17L’accélération du progrès technique repousse toujours plus loin la courbe des rendements décroissants au profit du capital physique : il devient sans cesse plus avantageux de substituer du capital au travail, non seulement dans une perspective « historique », mais aussi dans la lutte concurrentielle présente. L’« investissement de rationalisation », économisant la main-d’œuvre pour un même volume de production, ne se distingue plus de l’investissement d’extension, assurant quant à lui une augmentation de l’emploi de tous les facteurs de production. Il est désormais possible à la fois d’économiser de la main-d’œuvre et d’augmenter la production. L’efficacité marginale du travail diminue, mais ne s’exprime pas, pour de multiples raisons évoquées ci-dessous, par une baisse de salaires ; elle conduit simplement au chômage.

18En définitive, c’est tout le mode de distribution de la valeur ajoutée au travers de la rémunération des facteurs de production qui est remis en cause. Au lieu que les salaires s’arrogent une fraction constante, voire grandissante (comme ce fut toujours le cas dans les périodes précédentes), du revenu total, la tendance qui se dessine désormais est au recul de la part de la valeur ajoutée dévolue au facteur de production « travail ». Voyons en effet ce qui se passe.

19Considérons tout d’abord un schéma de concurrence parfaite. La réduction de la demande de travail, conséquence du recours, rendu techniquement plus avantageux, à des combinaisons de facteurs fortement capitalisées, devrait faire baisser les salaires jusqu’au point où cette demande s’équilibre avec l’offre de travail. L’élargissement des marges de profit aurait certes l’effet d’attirer de nouveaux producteurs, et de freiner ainsi dans une certaine mesure le recul de la demande de travail. Mais sa principale conséquence serait un accroissement de l’offre sur le marché des produits, et donc une baisse de leurs prix.
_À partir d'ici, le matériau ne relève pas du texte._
//! Device snapshots as the directory hands them out.
//!
//! A [`Device`] is a read-only view of one entity's current configuration:
//! clock domains and sources, stream inputs and outputs with their live
//! connection state, audio units and gPTP grandmasters.

use std::collections::BTreeMap;

use serde::{Deserialize, Serialize};

use crate::types::{
    AudioUnitIndex, ClockSourceIndex, ClockSourceKind, DeviceId, SamplingRate, StreamConnection,
    StreamFormat, StreamIdentification, StreamIndex,
};

/// A clock domain: the list of selectable sources and the active one.
#[derive(Debug, Clone, PartialEq, Eq, Serialize, Deserialize)]
pub struct ClockDomain {
    pub clock_source_index: ClockSourceIndex,
    #[serde(default)]
    pub sources: Vec<ClockSourceIndex>,
}

#[derive(Debug, Clone, Copy, PartialEq, Eq, Serialize, Deserialize)]
pub struct ClockSource {
    #[serde(flatten)]
    pub kind: ClockSourceKind,
}

#[derive(Debug, Clone, PartialEq, Eq, Serialize, Deserialize, Default)]
pub struct StreamInput {
    #[serde(default)]
    pub format: StreamFormat,
    #[serde(default)]
    pub formats: Vec<StreamFormat>,
    #[serde(default)]
    pub connection: StreamConnection,
}

#[derive(Debug, Clone, PartialEq, Eq, Serialize, Deserialize, Default)]
pub struct StreamOutput {
    #[serde(default)]
    pub format: StreamFormat,
    #[serde(default)]
    pub formats: Vec<StreamFormat>,
}

#[derive(Debug, Clone, Copy, PartialEq, Eq, Serialize, Deserialize)]
pub struct AudioUnit {
    pub sampling_rate: SamplingRate,
}

/// The kind of clock source a command wants to select.
#[derive(Debug, Clone, Copy, PartialEq, Eq, Hash, Serialize, Deserialize)]
#[serde(rename_all = "snake_case")]
pub enum ClockSelection {
    Internal,
    External,
    /// An input-stream source bound to a clock-reference stream input.
    ClockReferenceInput,
}

impl std::fmt::Display for ClockSelection {
    fn fmt(&self, f: &mut std::fmt::Formatter<'_>) -> std::fmt::Result {
        match self {
            ClockSelection::Internal => write!(f, "internal"),
            ClockSelection::External => write!(f, "external"),
            ClockSelection::ClockReferenceInput => write!(f, "crf-input"),
        }
    }
}

/// Snapshot of one device.
#[derive(Debug, Clone, PartialEq, Eq, Serialize, Deserialize)]
pub struct Device {
    pub id: DeviceId,
    #[serde(default)]
    pub name: String,
    /// Whether the device exposes an entity model at all.
    #[serde(default = "Device::default_aem_supported")]
    pub aem_supported: bool,
    #[serde(default)]
    pub clock_domains: Vec<ClockDomain>,
    #[serde(default)]
    pub clock_sources: BTreeMap<ClockSourceIndex, ClockSource>,
    #[serde(default)]
    pub stream_inputs: BTreeMap<StreamIndex, StreamInput>,
    #[serde(default)]
    pub stream_outputs: BTreeMap<StreamIndex, StreamOutput>,
    /// Groups of stream inputs forming one redundant logical connection.
    #[serde(default)]
    pub redundant_inputs: Vec<Vec<StreamIndex>>,
    #[serde(default)]
    pub redundant_outputs: Vec<Vec<StreamIndex>>,
    #[serde(default)]
    pub audio_units: BTreeMap<AudioUnitIndex, AudioUnit>,
    /// gPTP grandmaster id per network interface.
    #[serde(default)]
    pub gptp_grandmasters: Vec<DeviceId>,
}

impl Device {
    fn default_aem_supported() -> bool {
        true
    }

    pub fn new(id: DeviceId, name: impl Into<String>) -> Self {
        Self {
            id,
            name: name.into(),
            aem_supported: true,
            clock_domains: Vec::new(),
            clock_sources: BTreeMap::new(),
            stream_inputs: BTreeMap::new(),
            stream_outputs: BTreeMap::new(),
            redundant_inputs: Vec::new(),
            redundant_outputs: Vec::new(),
            audio_units: BTreeMap::new(),
            gptp_grandmasters: Vec::new(),
        }
    }

    /// The active clock source of the first clock domain.
    ///
    /// Returns `None` when there is no clock domain or the active index
    /// points at a missing descriptor.
    pub fn active_clock_source(&self) -> Option<(ClockSourceIndex, ClockSource)> {
        let domain = self.clock_domains.first()?;
        let source = self.clock_sources.get(&domain.clock_source_index)?;
        Some((domain.clock_source_index, *source))
    }

    /// Current rate of the first audio unit.
    pub fn observed_sampling_rate(&self) -> Option<SamplingRate> {
        self.audio_units.values().next().map(|unit| unit.sampling_rate)
    }

    pub fn input_connection(&self, stream: StreamIndex) -> Option<StreamConnection> {
        self.stream_inputs.get(&stream).map(|input| input.connection)
    }

    /// True when `listener_stream` is connected to exactly `talker`.
    pub fn is_connected(&self, listener_stream: StreamIndex, talker: StreamIdentification) -> bool {
        self.input_connection(listener_stream)
            .and_then(|c| c.talker())
            .is_some_and(|t| t == talker)
    }

    /// First clock-reference stream input, expanded to its redundant set.
    pub fn clock_input_streams(&self) -> Vec<StreamIndex> {
        let first = self
            .stream_inputs
            .iter()
            .find(|(_, input)| input.format.is_clock_reference())
            .map(|(index, _)| *index);
        expand_redundant(first, &self.redundant_inputs)
    }

    /// First clock-reference stream output, expanded to its redundant set.
    pub fn clock_output_streams(&self) -> Vec<StreamIndex> {
        let first = self
            .stream_outputs
            .iter()
            .find(|(_, output)| output.format.is_clock_reference())
            .map(|(index, _)| *index);
        expand_redundant(first, &self.redundant_outputs)
    }

    /// Inputs currently in the `Connected` state, with their talker.
    pub fn connected_inputs(&self) -> Vec<(StreamIndex, StreamIdentification)> {
        self.stream_inputs
            .iter()
            .filter_map(|(index, input)| match input.connection {
                StreamConnection::Connected { talker } => Some((*index, talker)),
                _ => None,
            })
            .collect()
    }

    /// Inputs of this device fed by `talker_device`, in `Connected` or
    /// `FastConnecting` state.
    pub fn inputs_fed_by(&self, talker_device: DeviceId) -> Vec<(StreamIndex, StreamIdentification)> {
        self.stream_inputs
            .iter()
            .filter_map(|(index, input)| {
                input
                    .connection
                    .talker()
                    .filter(|t| t.device == talker_device)
                    .map(|t| (*index, t))
            })
            .collect()
    }

    /// First clock source of the requested kind.
    ///
    /// `ClockReferenceInput` only matches an input-stream source bound to a
    /// stream input whose current format is clock reference.
    pub fn find_clock_source(&self, selection: ClockSelection) -> Option<ClockSourceIndex> {
        self.clock_sources
            .iter()
            .find(|(_, source)| match (selection, source.kind) {
                (ClockSelection::Internal, ClockSourceKind::Internal) => true,
                (ClockSelection::External, ClockSourceKind::External) => true,
                (ClockSelection::ClockReferenceInput, ClockSourceKind::InputStream { stream }) => stream
                    .and_then(|s| self.stream_inputs.get(&s))
                    .is_some_and(|input| input.format.is_clock_reference()),
                _ => false,
            })
            .map(|(index, _)| *index)
    }

    /// Whether the active clock source already is the requested kind.
    pub fn clock_selection_active(&self, selection: ClockSelection) -> bool {
        match (self.find_clock_source(selection), self.clock_domains.first()) {
            (Some(wanted), Some(domain)) => domain.clock_source_index == wanted,
            _ => false,
        }
    }

    /// The stream input the active clock source follows, if it follows one.
    pub fn active_clock_input(&self) -> Option<StreamIndex> {
        match self.active_clock_source()?.1.kind {
            ClockSourceKind::InputStream { stream } => stream,
            _ => None,
        }
    }

    /// The redundant input group containing `stream`, or just the stream.
    pub fn input_group_of(&self, stream: StreamIndex) -> Vec<StreamIndex> {
        expand_redundant(Some(stream), &self.redundant_inputs)
    }
}

fn expand_redundant(first: Option<StreamIndex>, groups: &[Vec<StreamIndex>]) -> Vec<StreamIndex> {
    match first {
        None => Vec::new(),
        Some(index) => groups
            .iter()
            .find(|group| group.contains(&index))
            .cloned()
            .unwrap_or_else(|| vec![index]),
    }
}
L’équilibre général serait alors restauré, puisqu’à des salaires inférieurs correspondraient désormais des prix inférieurs. Au bout du compte, la distribution de la valeur ajoutée regagnerait son état initial, et le plein-emploi serait rétabli.

20De toute évidence, le modèle du marché parfait ne rend compte ni de l’évolution effective des taux de salaires et des prix, ni de celle de l’emploi. Au lieu de reculer, les premiers présentent en réalité une remarquable « rigidité » à la baisse. Quant au second, loin de se maintenir, il paraît devoir se dégrader encore.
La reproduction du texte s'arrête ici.